> [EXERCISE AIM] Copy each line below in which the string "JsonSerialization" appears.

Collected data entries
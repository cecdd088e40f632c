//! Codec plugins - payload serialization and body compression.
//!
//! Plugins are selected per message by the numeric ids carried in the
//! header and resolved through a [`PluginRegistry`]:
//!
//! - [`MsgPackSerialization`] - MessagePack using `rmp-serde` (struct-as-map)
//! - [`JsonSerialization`] - JSON using `serde_json`
//! - [`DeflateCompression`], [`GzipCompression`], [`ZlibCompression`] - `flate2`
//!
//! # Design
//!
//! Plugins are trait objects so a registry can be extended at startup with
//! dialect-specific formats. Unknown ids resolve to `None`; the frame codec
//! turns that into a format error rather than guessing.
//!
//! # Example
//!
//! ```
//! use rpcwire::codec::{serialization_id, PluginRegistry};
//!
//! let registry = PluginRegistry::with_defaults();
//! let msgpack = registry.serialization(serialization_id::MSGPACK).unwrap();
//! assert_eq!(msgpack.name(), "msgpack");
//! assert!(registry.serialization(200).is_none());
//! ```

mod compression;
mod json;
mod msgpack;
mod registry;
mod serialization;

pub use compression::{
    compress_adaptive, decompress_bounded, Compression, DeflateCompression, GzipCompression,
    ZlibCompression,
};
pub use json::JsonSerialization;
pub use msgpack::MsgPackSerialization;
pub use registry::PluginRegistry;
pub use serialization::Serialization;

/// Serialization plugin ids.
pub mod serialization_id {
    /// MessagePack.
    pub const MSGPACK: u8 = 3;
    /// JSON.
    pub const JSON: u8 = 9;
}

/// Compression plugin ids.
pub mod compression_id {
    /// Uncompressed body.
    pub const NONE: u8 = 0;
    pub const DEFLATE: u8 = 1;
    pub const GZIP: u8 = 2;
    pub const ZLIB: u8 = 3;
}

> [ANSWER TO THIS TASK]
//! - [`JsonSerialization`] - JSON using `serde_json`
pub use json::JsonSerialization;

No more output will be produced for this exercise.